MATERIAL TO PROCESS START

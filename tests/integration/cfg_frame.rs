//! Scenario 5: a `CFG|...|GFC` settings frame overrides the next request
//! only; the request after that reverts to the endpoint's defaults.

use std::time::Duration;

use bridge_proto::DeviceSettings;
use bridge_test_support::{cfg_frame, run_one_slave_cycle, FakeBroker, Priority};
use broker::BrokerFacade;
use device_io::DeviceAction;
use master::config::{FramingConfig, ReadMode};
use tokio::io::{duplex, AsyncReadExt, AsyncWriteExt};

/// Records the settings it was invoked with, so the test can assert the
/// override applied to exactly one request.
struct RecordingDevice {
    seen: std::sync::Arc<std::sync::Mutex<Vec<DeviceSettings>>>,
    reply: Vec<u8>,
}

impl DeviceAction for RecordingDevice {
    async fn act(&mut self, _payload: &[u8], settings: &DeviceSettings) -> Vec<u8> {
        self.seen.lock().unwrap().push(settings.clone());
        self.reply.clone()
    }
}

#[tokio::test]
async fn cfg_frame_settings_apply_to_exactly_one_request() {
    let broker = FakeBroker::new();
    broker
        .refresh_slave_token("analyzer1", Priority::High)
        .await
        .unwrap();

    let framing = FramingConfig {
        read_mode: ReadMode::Terminated,
        terminator: "\n".to_owned(),
        buffer_size: 1,
        strip_terminator: true,
    };

    let (mut client, server) = duplex(256);
    let broker_for_master = broker.clone();
    let master = tokio::spawn(async move {
        master::socket::serve_connection(
            server,
            "analyzer1",
            &framing,
            Duration::from_secs(5),
            Duration::from_secs(1),
            &broker_for_master,
        )
        .await;
    });

    let seen = std::sync::Arc::new(std::sync::Mutex::new(Vec::new()));
    let broker_for_slave = broker.clone();
    let seen_for_slave = seen.clone();
    let slave = tokio::spawn(async move {
        let mut device = RecordingDevice {
            seen: seen_for_slave,
            reply: b"R1".to_vec(),
        };
        let first =
            run_one_slave_cycle(&broker_for_slave, "analyzer1", Priority::High, &mut device).await;
        device.reply = b"R2".to_vec();
        let second =
            run_one_slave_cycle(&broker_for_slave, "analyzer1", Priority::High, &mut device).await;
        (first, second)
    });

    client
        .write_all(&cfg_frame(r#"{"Terminator":"\r","ReplyTimeout":500}"#, b"\n"))
        .await
        .unwrap();
    client.write_all(b"QUERY\n").await.unwrap();

    let mut buf = [0u8; 64];
    let n = client.read(&mut buf).await.unwrap();
    assert_eq!(&buf[..n], b"R1\n");

    client.write_all(b"QUERY2\n").await.unwrap();
    let n = client.read(&mut buf).await.unwrap();
    assert_eq!(&buf[..n], b"R2\n");

    drop(client);
    slave.await.unwrap();
    master.await.unwrap();

    let seen = seen.lock().unwrap();
    assert_eq!(seen.len(), 2);
    assert_eq!(seen[0].terminator.as_deref(), Some("\r"));
    assert_eq!(seen[0].reply_timeout_ms, Some(500));
    assert_eq!(seen[1], DeviceSettings::empty());
}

MATERIAL TO PROCESS END

● **EXERCISE**
For each line of the data that has the word "FramingConfig", report that line.

● **WRITTEN ANSWER**
use master::config::{FramingConfig, ReadMode};
    let framing = FramingConfig {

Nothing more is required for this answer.